The Saint-Herbot Parish close is a religious complex outside the village Plonévez-du-Faou, Finistère, Brittany in north-western France. It is located on the road between Huelgoat and Loqueffret. The parish close (enclos paroissial) contains the chapel of Saint-Herbot, the calvary and a small ossuary.

==History==
The chapel has no transept and is rectangular in shape with five traverses with aisles and a flat chevet. Sponsorship from Anne de Bretagne was behind the addition of the south porch in 1498-1509 and the bell-tower porch on the western side. This sponsorship also funded the building of the neighboring chapel of Sainte-Barbe. The Saint Herbot chapel was enlarged in 1545, the chevet wall was rebuilt in around 1550 and the ossuary added in 1558 and many other changes were made in the succeeding years. There is a gisant In the chapel dedicated to Saint Herbot. The chapel was built in around 1389 on the site where St Herbot had his hermitage and where he is thought to have been buried. It had served as a priory but the original building was destroyed during the French wars of succession and a replacement was constructed in the 14th century. The architectural style is Flamboyant Gothic and the chapel has many treasures including a superb stained glass window depicting the passion which dates to 1566 and two other windows one of which depicts St Yves. A stairway leading to the door on the north side of the church dates to the 14th century and the porch on the northern side is 16th-century. The chapel has a 30 metre high bell-tower, erected in the 15th century, rather too large in fact for the building. This tower was said to have been inspired by Quimper cathedral. A domed turret was added to the tower in 1697. Inside the church the choir is separated from the main body of the church by an oak railing topped by a "poutre de gloire" ("Rood screen") and on each side of the door in this railing is a granite table on which farm workers were able to put tuffs of hair from their cattle as offerings to Saint Herbot (see later note). Near the chapel are the ruins of an 18th-century fountain, there is a small ossuary built in the renaissance style attached to the church and the calvary which dates to 1575 and stands in the middle of a "placître" (an area of grass) just by the chapel. The chapel's south porch is magnificent. The chapel holds statues of the Virgin Mary and Saint Herbot and in various niches Saint Corentin, Saint Sébastien, Saint Roch and a 16th-century Pietà.

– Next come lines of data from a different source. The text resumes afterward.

//! Grid similarity
//!
//! The matcher scores an artifact against a template by the fraction of
//! cells on which the two grids agree (XNOR), computed a word at a time.

use super::BitGrid;
use crate::error::{Error, Result};
use crate::geom::Rect;

impl BitGrid {
    fn check_same_size(&self, other: &BitGrid) -> Result<()> {
        if self.cols != other.cols || self.rows != other.rows {
            return Err(Error::DimensionMismatch {
                expected: (self.cols, self.rows),
                actual: (other.cols, other.rows),
            });
        }
        Ok(())
    }

    /// Fraction of cells that agree between two equally sized grids
    ///
    /// Returns a value in `[0, 1]`; two empty grids agree fully.
    ///
    /// # Errors
    ///
    /// Returns [`Error::DimensionMismatch`] if the grids differ in size.
    pub fn xnor_ratio(&self, other: &BitGrid) -> Result<f64> {
        self.check_same_size(other)?;
        if self.is_empty() {
            return Ok(1.0);
        }

        let mask = self.last_word_mask();
        let last = self.wpl as usize - 1;
        let mut agree = 0u64;
        for y in 0..self.rows {
            let a = self.row_data(y);
            let b = other.row_data(y);
            for (i, (&wa, &wb)) in a.iter().zip(b).enumerate() {
                let same = if i == last { !(wa ^ wb) & mask } else { !(wa ^ wb) };
                agree += same.count_ones() as u64;
            }
        }
        Ok(agree as f64 / self.area() as f64)
    }

    /// Fraction of agreeing cells restricted to `block`
    ///
    /// The block is clipped to the grid; an empty block agrees fully.
    ///
    /// # Errors
    ///
    /// Returns [`Error::DimensionMismatch`] if the grids differ in size.
    pub fn xnor_ratio_in(&self, other: &BitGrid, block: &Rect) -> Result<f64> {
        self.check_same_size(other)?;
        let bounds = Rect::new_unchecked(0, 0, self.cols as i32, self.rows as i32);
        let Some(block) = block.intersect(&bounds) else {
            return Ok(1.0);
        };

        let mut agree = 0u64;
        for y in block.y..block.bottom() {
            for x in block.x..block.right() {
                let (x, y) = (x as u32, y as u32);
                if self.get_unchecked(x, y) == other.get_unchecked(x, y) {
                    agree += 1;
                }
            }
        }
        Ok(agree as f64 / block.area() as f64)
    }
}

#[cfg(test)]
mod tests {
    use super::*;

    #[test]
    fn test_xnor_identical() {
        let a = BitGrid::from_rows(&["#.#", ".#."]).unwrap();
        assert_eq!(a.xnor_ratio(&a).unwrap(), 1.0);
        assert_eq!(a.xnor_ratio(&a.inverted()).unwrap(), 0.0);
    }

    #[test]
    fn test_xnor_ignores_padding_bits() {
        // 20 columns leave 12 unused bits per word; they must not count
        let a = BitGrid::new(20, 2);
        let mut b = BitGrid::new(20, 2);
        b.set(0, 0, true).unwrap();
        let ratio = a.xnor_ratio(&b).unwrap();
        assert!((ratio - 39.0 / 40.0).abs() < 1e-12);
    }

    #[test]
    fn test_xnor_size_mismatch() {
        let a = BitGrid::new(2, 2);
        let b = BitGrid::new(3, 2);
        assert!(a.xnor_ratio(&b).is_err());
    }

    #[test]
    fn test_xnor_in_block() {
        let a = BitGrid::from_rows(&["##..", "##..", "....", "...."]).unwrap();
        let b = BitGrid::from_rows(&["#...", "##..", "....", "...#"]).unwrap();
        let top_left = Rect::new_unchecked(0, 0, 2, 2);
        assert!((a.xnor_ratio_in(&b, &top_left).unwrap() - 0.75).abs() < 1e-12);
        let bottom_right = Rect::new_unchecked(2, 2, 2, 2);
        assert!((a.xnor_ratio_in(&b, &bottom_right).unwrap() - 0.75).abs() < 1e-12);
        let top_right = Rect::new_unchecked(2, 0, 2, 2);
        assert_eq!(a.xnor_ratio_in(&b, &top_right).unwrap(), 1.0);
    }
}
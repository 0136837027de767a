//! Seed fill operations
//!
//! Flood fill over a [`BitGrid`] with an explicit work stack, so blobs of
//! any size are filled without recursion. A separate `visited` mask
//! records the cells already claimed, letting a caller sweep the whole
//! grid without reprocessing a cell.

use glyphscan_core::{BitGrid, Point};

use crate::conncomp::ConnectivityType;
use crate::error::{RegionError, RegionResult};

/// Collect the component of cells whose value equals `target` that
/// contains (x, y), marking each one in `visited`
fn fill_matching(
    grid: &BitGrid,
    visited: &mut BitGrid,
    x: i32,
    y: i32,
    target: bool,
    connectivity: ConnectivityType,
) -> RegionResult<Vec<Point>> {
    if visited.cols() != grid.cols() || visited.rows() != grid.rows() {
        return Err(RegionError::MaskMismatch {
            visited: (visited.cols(), visited.rows()),
            grid: (grid.cols(), grid.rows()),
        });
    }

    let inside = |p: Point| {
        p.x >= 0 && p.y >= 0 && (p.x as u32) < grid.cols() && (p.y as u32) < grid.rows()
    };
    let claimable = |p: Point, visited: &BitGrid| {
        inside(p)
            && grid.get_unchecked(p.x as u32, p.y as u32) == target
            && !visited.get_unchecked(p.x as u32, p.y as u32)
    };

    let seed = Point::new(x, y);
    if !claimable(seed, visited) {
        return Ok(Vec::new());
    }

    let mut filled = Vec::new();
    let mut stack = vec![seed];
    visited.set_unchecked(seed.x as u32, seed.y as u32, true);

    while let Some(p) = stack.pop() {
        filled.push(p);
        let mut push = |n: Point, visited: &mut BitGrid| {
            if claimable(n, visited) {
                visited.set_unchecked(n.x as u32, n.y as u32, true);
                stack.push(n);
            }
        };
        match connectivity {
            ConnectivityType::FourWay => {
                for n in p.neighbors4() {
                    push(n, visited);
                }
            }
            ConnectivityType::EightWay => {
                for n in p.neighbors8() {
                    push(n, visited);
                }
            }
        }
    }

    Ok(filled)
}

/// Flood fill the set cells connected to (x, y)
///
/// Every returned cell is marked in `visited`, and exactly those cells are
/// newly marked.
///
/// # Arguments
///
/// * `grid` - Grid to explore
/// * `visited` - Mask of already claimed cells, same size as `grid`
/// * `x`, `y` - Seed position
/// * `connectivity` - Neighborhood used to grow the fill
///
/// # Returns
///
/// The filled cells in visiting order. Empty if the seed is outside the
/// grid, unset, or already visited.
///
/// # Errors
///
/// Returns [`RegionError::MaskMismatch`] if `visited` differs in size.
pub fn flood_fill(
    grid: &BitGrid,
    visited: &mut BitGrid,
    x: i32,
    y: i32,
    connectivity: ConnectivityType,
) -> RegionResult<Vec<Point>> {
    fill_matching(grid, visited, x, y, true, connectivity)
}

/// Count the holes in a glyph
///
/// A hole is a 4-connected group of unset cells that cannot reach the
/// border of the trimmed grid padded by one cell. `0` has one hole in most
/// fonts, `8` and `B` have two.
///
/// # Errors
///
/// Propagates fill errors; none occur for a well-formed grid.
pub fn count_enclosures(grid: &BitGrid) -> RegionResult<u32> {
    let Some(tight) = grid.tight_bounds() else {
        return Ok(0);
    };
    let glyph = grid.crop(&tight).padded(1);
    let mut visited = BitGrid::new(glyph.cols(), glyph.rows());

    // Outside background: the padding ring is one connected component
    fill_matching(
        &glyph,
        &mut visited,
        0,
        0,
        false,
        ConnectivityType::FourWay,
    )?;

    let mut holes = 0;
    for y in 0..glyph.rows() {
        for x in 0..glyph.cols() {
            let cells = fill_matching(
                &glyph,
                &mut visited,
                x as i32,
                y as i32,
                false,
                ConnectivityType::FourWay,
            )?;
            if !cells.is_empty() {
                holes += 1;
            }
        }
    }
    Ok(holes)
}

#[cfg(test)]
mod tests {
    use super::*;

    #[test]
    fn test_fill_out_of_bounds_is_empty() {
        let grid = BitGrid::from_rows(&["##", "##"]).unwrap();
        let mut visited = BitGrid::new(2, 2);
        let pts = flood_fill(&grid, &mut visited, -1, 0, ConnectivityType::EightWay).unwrap();
        assert!(pts.is_empty());
        let pts = flood_fill(&grid, &mut visited, 0, 5, ConnectivityType::EightWay).unwrap();
        assert!(pts.is_empty());
        assert!(visited.is_blank());
    }

    #[test]
    fn test_fill_unset_seed_is_empty() {
        let grid = BitGrid::from_rows(&["#.", ".."]).unwrap();
        let mut visited = BitGrid::new(2, 2);
        let pts = flood_fill(&grid, &mut visited, 1, 1, ConnectivityType::EightWay).unwrap();
        assert!(pts.is_empty());
        assert_eq!(visited.count_ones(), 0);
    }

    #[test]
    fn test_fill_visited_matches_returned() {
        let grid = BitGrid::from_rows(&["##..#", ".#...", "..#.#", "....#"]).unwrap();
        let mut visited = BitGrid::new(grid.cols(), grid.rows());
        let pts = flood_fill(&grid, &mut visited, 0, 0, ConnectivityType::EightWay).unwrap();
        assert_eq!(pts.len(), 4);
        assert_eq!(visited.count_ones(), pts.len() as u64);

        // Filling again from the same seed claims nothing
        let again = flood_fill(&grid, &mut visited, 1, 1, ConnectivityType::EightWay).unwrap();
        assert!(again.is_empty());
    }

    #[test]
    fn test_fill_connectivity() {
        let grid = BitGrid::from_rows(&["#.", ".#"]).unwrap();
        let mut visited = BitGrid::new(2, 2);
        let four = flood_fill(&grid, &mut visited, 0, 0, ConnectivityType::FourWay).unwrap();
        assert_eq!(four.len(), 1);
        let mut visited = BitGrid::new(2, 2);
        let eight = flood_fill(&grid, &mut visited, 0, 0, ConnectivityType::EightWay).unwrap();
        assert_eq!(eight.len(), 2);
    }

    #[test]
    fn test_fill_large_blob() {
        let mut grid = BitGrid::new(300, 300);
        grid.data_mut().fill(u32::MAX);
        grid.clear_unused_bits();
        let mut visited = BitGrid::new(300, 300);
        let pts = flood_fill(&grid, &mut visited, 150, 150, ConnectivityType::EightWay).unwrap();
        assert_eq!(pts.len(), 90_000);
    }

    #[test]
    fn test_mask_mismatch() {
        let grid = BitGrid::new(3, 3);
        let mut visited = BitGrid::new(2, 3);
        assert!(flood_fill(&grid, &mut visited, 0, 0, ConnectivityType::FourWay).is_err());
    }

    #[test]
    fn test_count_enclosures() {
        let ring = BitGrid::from_rows(&["###", "#.#", "###"]).unwrap();
        assert_eq!(count_enclosures(&ring).unwrap(), 1);

        let eight = BitGrid::from_rows(&["###", "#.#", "###", "#.#", "###"]).unwrap();
        assert_eq!(count_enclosures(&eight).unwrap(), 2);

        let open = BitGrid::from_rows(&["###", "#..", "###"]).unwrap();
        assert_eq!(count_enclosures(&open).unwrap(), 0);

        // Diagonal gap: background does not leak through a corner
        let diag = BitGrid::from_rows(&[".##", "#.#", "##."]).unwrap();
        assert_eq!(count_enclosures(&diag).unwrap(), 1);

        assert_eq!(count_enclosures(&BitGrid::new(4, 4)).unwrap(), 0);
    }
}
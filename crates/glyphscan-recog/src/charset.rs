//! Allowed character sets
//!
//! Restricts which catalog entries the matcher may emit. Sets other than
//! [`AllowedCharacters::Custom`] select entries by their catalog traits.

use serde::{Deserialize, Serialize};

use crate::catalog::CharacterDefinition;

/// Characters the matcher may choose from
#[derive(Debug, Clone, PartialEq, Eq, Default, Serialize, Deserialize)]
#[serde(rename_all = "camelCase")]
pub enum AllowedCharacters {
    /// Every character in the catalog (default)
    #[default]
    All,
    /// Entries flagged `isDigit`
    Digits,
    /// Entries flagged `isLetter`
    Letters,
    /// Entries flagged `isAmount` (digits and amount punctuation)
    Amount,
    /// Entries flagged `isDate` (digits and date separators)
    Date,
    /// An explicit list of characters
    Custom(String),
}

impl AllowedCharacters {
    /// Check if a catalog entry belongs to this set
    pub fn allows(&self, definition: &CharacterDefinition) -> bool {
        let traits = definition.traits();
        match self {
            Self::All => true,
            Self::Digits => traits.is_digit,
            Self::Letters => traits.is_letter,
            Self::Amount => traits.is_amount,
            Self::Date => traits.is_date,
            Self::Custom(chars) => chars.contains(definition.character()),
        }
    }
}
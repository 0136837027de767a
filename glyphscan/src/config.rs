//! Recognition configuration
//!
//! [`Configuration`] is an immutable value built once through
//! [`ConfigurationBuilder`] (or parsed with [`Configuration::from_json_str`])
//! and validated on construction. Named [`Preset`]s bundle fixed
//! combinations of the settings.
//!
//! # Example
//!
//! ```
//! use glyphscan::{Configuration, Dilation, Preset};
//!
//! let config = Configuration::builder()
//!     .with_dilation(Dilation::Fixed(16))
//!     .with_apply_dictionary_correction(true)
//!     .build()
//!     .unwrap();
//! assert_eq!(config.dilation(), Dilation::Fixed(16));
//!
//! let fast = Configuration::preset(Preset::Fast);
//! assert!(!fast.attempt_character_splitting());
//! ```

use serde::{Deserialize, Serialize};

use glyphscan_color::MAX_CONTRAST;
use glyphscan_morph::default_kernel_size;
use glyphscan_recog::AllowedCharacters;
use glyphscan_recog::matcher::DEFAULT_MATCHING_THRESHOLD;
use glyphscan_recog::splitter::DEFAULT_SPLIT_WIDTH_RATIO;

use crate::error::ConfigError;

/// Default dilation kernel size in pixels
pub const DEFAULT_DILATION_SIZE: u32 = 22;

/// Default time budget of one recognition call
pub const DEFAULT_MAX_PROCESSING_TIME_MS: u64 = 30_000;

/// Kernel of the closing applied by [`Configuration::close_broken_strokes`]
pub const CLOSING_KERNEL_SIZE: u32 = 2;

/// Dilation kernel used for region discovery
///
/// Serialized as a number for [`Dilation::Fixed`] and the string `"auto"`.
#[derive(Debug, Clone, Copy, PartialEq, Eq, Serialize, Deserialize)]
#[serde(try_from = "DilationRepr", into = "DilationRepr")]
pub enum Dilation {
    /// Fixed kernel size in pixels
    Fixed(u32),
    /// 2% of the image width, clamped to `[1, width]`
    Auto,
}

impl Dilation {
    /// Kernel size for an image of the given width
    pub fn kernel_size(self, width: u32) -> u32 {
        match self {
            Dilation::Fixed(size) => size,
            Dilation::Auto => default_kernel_size(width),
        }
    }
}

#[derive(Serialize, Deserialize)]
#[serde(untagged)]
enum DilationRepr {
    Size(u32),
    Named(String),
}

impl TryFrom<DilationRepr> for Dilation {
    type Error = String;

    fn try_from(repr: DilationRepr) -> Result<Self, Self::Error> {
        match repr {
            DilationRepr::Size(size) => Ok(Dilation::Fixed(size)),
            DilationRepr::Named(name) if name == "auto" => Ok(Dilation::Auto),
            DilationRepr::Named(name) => Err(format!("unknown dilation {:?}", name)),
        }
    }
}

impl From<Dilation> for DilationRepr {
    fn from(dilation: Dilation) -> Self {
        match dilation {
            Dilation::Fixed(size) => DilationRepr::Size(size),
            Dilation::Auto => DilationRepr::Named("auto".to_string()),
        }
    }
}

/// Named bundles of settings
#[derive(Debug, Clone, Copy, PartialEq, Eq, Serialize, Deserialize)]
#[serde(rename_all = "camelCase")]
pub enum Preset {
    /// No splitting or dictionary, short budget
    Fast,
    /// Splitting and dictionary, strict threshold
    Accurate,
    /// Width-relative dilation and stroke closing for uneven input
    Robust,
    /// The defaults
    Balanced,
}

/// Recognition settings
#[derive(Debug, Clone, PartialEq, Serialize, Deserialize)]
#[serde(rename_all = "camelCase", default)]
pub struct Configuration {
    #[serde(rename = "dilationSize")]
    dilation: Dilation,
    exclude_long_lines: bool,
    attempt_character_splitting: bool,
    apply_dictionary_correction: bool,
    matching_threshold: f64,
    max_processing_time_ms: u64,
    split_width_ratio: f64,
    contrast: i32,
    close_broken_strokes: bool,
    allowed_characters: AllowedCharacters,
    catalog_path: Option<String>,
    dictionary_path: Option<String>,
}

impl Default for Configuration {
    fn default() -> Self {
        Self {
            dilation: Dilation::Fixed(DEFAULT_DILATION_SIZE),
            exclude_long_lines: true,
            attempt_character_splitting: true,
            apply_dictionary_correction: false,
            matching_threshold: DEFAULT_MATCHING_THRESHOLD,
            max_processing_time_ms: DEFAULT_MAX_PROCESSING_TIME_MS,
            split_width_ratio: DEFAULT_SPLIT_WIDTH_RATIO,
            contrast: 0,
            close_broken_strokes: false,
            allowed_characters: AllowedCharacters::All,
            catalog_path: None,
            dictionary_path: None,
        }
    }
}

fn invalid(field: &'static str, message: String) -> ConfigError {
    ConfigError::InvalidValue { field, message }
}

impl Configuration {
    /// Start building a configuration from the defaults
    pub fn builder() -> ConfigurationBuilder {
        ConfigurationBuilder::default()
    }

    /// The settings of a preset
    pub fn preset(preset: Preset) -> Self {
        let defaults = Self::default();
        match preset {
            Preset::Fast => Self {
                attempt_character_splitting: false,
                matching_threshold: 0.3,
                max_processing_time_ms: 5_000,
                ..defaults
            },
            Preset::Accurate => Self {
                apply_dictionary_correction: true,
                matching_threshold: 0.5,
                max_processing_time_ms: 60_000,
                ..defaults
            },
            Preset::Robust => Self {
                dilation: Dilation::Auto,
                apply_dictionary_correction: true,
                close_broken_strokes: true,
                matching_threshold: 0.35,
                max_processing_time_ms: 60_000,
                ..defaults
            },
            Preset::Balanced => defaults,
        }
    }

    /// Parse a JSON document and validate it
    ///
    /// Keys are camelCase; missing keys take their default value.
    ///
    /// # Errors
    ///
    /// Returns [`ConfigError::Parse`] for malformed JSON and
    /// [`ConfigError::InvalidValue`] for out-of-range settings.
    pub fn from_json_str(json: &str) -> Result<Self, ConfigError> {
        let config: Self =
            serde_json::from_str(json).map_err(|e| ConfigError::Parse(e.to_string()))?;
        config.validate()?;
        Ok(config)
    }

    /// Serialize to a JSON document
    pub fn to_json_string(&self) -> Result<String, ConfigError> {
        serde_json::to_string_pretty(self).map_err(|e| ConfigError::Parse(e.to_string()))
    }

    /// Check every setting against its valid range
    ///
    /// [`ConfigurationBuilder::build`], [`Configuration::from_json_str`] and
    /// the [`Engine`](crate::Engine) constructors all call this; a value
    /// deserialized directly with serde is checked when an engine is built.
    ///
    /// # Errors
    ///
    /// Returns [`ConfigError::InvalidValue`] naming the first bad field.
    pub fn validate(&self) -> Result<(), ConfigError> {
        if self.dilation == Dilation::Fixed(0) {
            return Err(invalid(
                "dilationSize",
                "must be positive, got 0".to_string(),
            ));
        }
        if !(0.0..=1.0).contains(&self.matching_threshold) {
            return Err(invalid(
                "matchingThreshold",
                format!("must be in [0, 1], got {}", self.matching_threshold),
            ));
        }
        if self.max_processing_time_ms == 0 {
            return Err(invalid(
                "maxProcessingTimeMs",
                "must be positive, got 0".to_string(),
            ));
        }
        if !self.split_width_ratio.is_finite() || self.split_width_ratio <= 0.0 {
            return Err(invalid(
                "splitWidthRatio",
                format!("must be positive, got {}", self.split_width_ratio),
            ));
        }
        if !(-MAX_CONTRAST..=MAX_CONTRAST).contains(&self.contrast) {
            return Err(invalid(
                "contrast",
                format!(
                    "must be in [{}, {}], got {}",
                    -MAX_CONTRAST, MAX_CONTRAST, self.contrast
                ),
            ));
        }
        Ok(())
    }

    pub fn dilation(&self) -> Dilation {
        self.dilation
    }

    pub fn exclude_long_lines(&self) -> bool {
        self.exclude_long_lines
    }

    pub fn attempt_character_splitting(&self) -> bool {
        self.attempt_character_splitting
    }

    pub fn apply_dictionary_correction(&self) -> bool {
        self.apply_dictionary_correction
    }

    pub fn matching_threshold(&self) -> f64 {
        self.matching_threshold
    }

    pub fn max_processing_time_ms(&self) -> u64 {
        self.max_processing_time_ms
    }

    /// Width relative to the band height above which an artifact is split
    pub fn split_width_ratio(&self) -> f64 {
        self.split_width_ratio
    }

    pub fn contrast(&self) -> i32 {
        self.contrast
    }

    /// Close the binary page with a small kernel before segmentation
    pub fn close_broken_strokes(&self) -> bool {
        self.close_broken_strokes
    }

    pub fn allowed_characters(&self) -> &AllowedCharacters {
        &self.allowed_characters
    }

    /// Template catalog file; `None` selects the bundled catalog
    pub fn catalog_path(&self) -> Option<&str> {
        self.catalog_path.as_deref()
    }

    /// Dictionary file; `None` selects the bundled word list
    pub fn dictionary_path(&self) -> Option<&str> {
        self.dictionary_path.as_deref()
    }
}

/// Builder for [`Configuration`]
#[derive(Debug, Clone, Default)]
pub struct ConfigurationBuilder {
    config: Configuration,
}

impl ConfigurationBuilder {
    /// Start from the settings of a preset
    pub fn from_preset(preset: Preset) -> Self {
        Self {
            config: Configuration::preset(preset),
        }
    }

    pub fn with_dilation(mut self, dilation: Dilation) -> Self {
        self.config.dilation = dilation;
        self
    }

    pub fn with_exclude_long_lines(mut self, exclude: bool) -> Self {
        self.config.exclude_long_lines = exclude;
        self
    }

    pub fn with_attempt_character_splitting(mut self, attempt: bool) -> Self {
        self.config.attempt_character_splitting = attempt;
        self
    }

    pub fn with_apply_dictionary_correction(mut self, apply: bool) -> Self {
        self.config.apply_dictionary_correction = apply;
        self
    }

    pub fn with_matching_threshold(mut self, threshold: f64) -> Self {
        self.config.matching_threshold = threshold;
        self
    }

    pub fn with_max_processing_time_ms(mut self, ms: u64) -> Self {
        self.config.max_processing_time_ms = ms;
        self
    }

    pub fn with_split_width_ratio(mut self, ratio: f64) -> Self {
        self.config.split_width_ratio = ratio;
        self
    }

    pub fn with_contrast(mut self, contrast: i32) -> Self {
        self.config.contrast = contrast;
        self
    }

    pub fn with_close_broken_strokes(mut self, close: bool) -> Self {
        self.config.close_broken_strokes = close;
        self
    }

    pub fn with_allowed_characters(mut self, allowed: AllowedCharacters) -> Self {
        self.config.allowed_characters = allowed;
        self
    }

    pub fn with_catalog_path(mut self, path: impl Into<String>) -> Self {
        self.config.catalog_path = Some(path.into());
        self
    }

    pub fn with_dictionary_path(mut self, path: impl Into<String>) -> Self {
        self.config.dictionary_path = Some(path.into());
        self
    }

    /// Validate and build the configuration
    ///
    /// # Errors
    ///
    /// Returns [`ConfigError::InvalidValue`] naming the first invalid field.
    pub fn build(self) -> Result<Configuration, ConfigError> {
        self.config.validate()?;
        Ok(self.config)
    }
}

==Description of the Calvary==
All the Calvary's sculptures are grouped at the top of the cross' shaft. After the black death outbreaks of the 15th and 17th century, depictions of "bubons" were added to the shafts of the three crosses to ward off this dreadful disease. Bubons were the boil like sores which were one of the symptoms of the plague. The calvary dates to 1575 and is inscribed "Cest croix fut faicte l'an 1575 Mathieu Cravec PG". It bears the coats of arms of Kerlech Chastel and of Rusquec.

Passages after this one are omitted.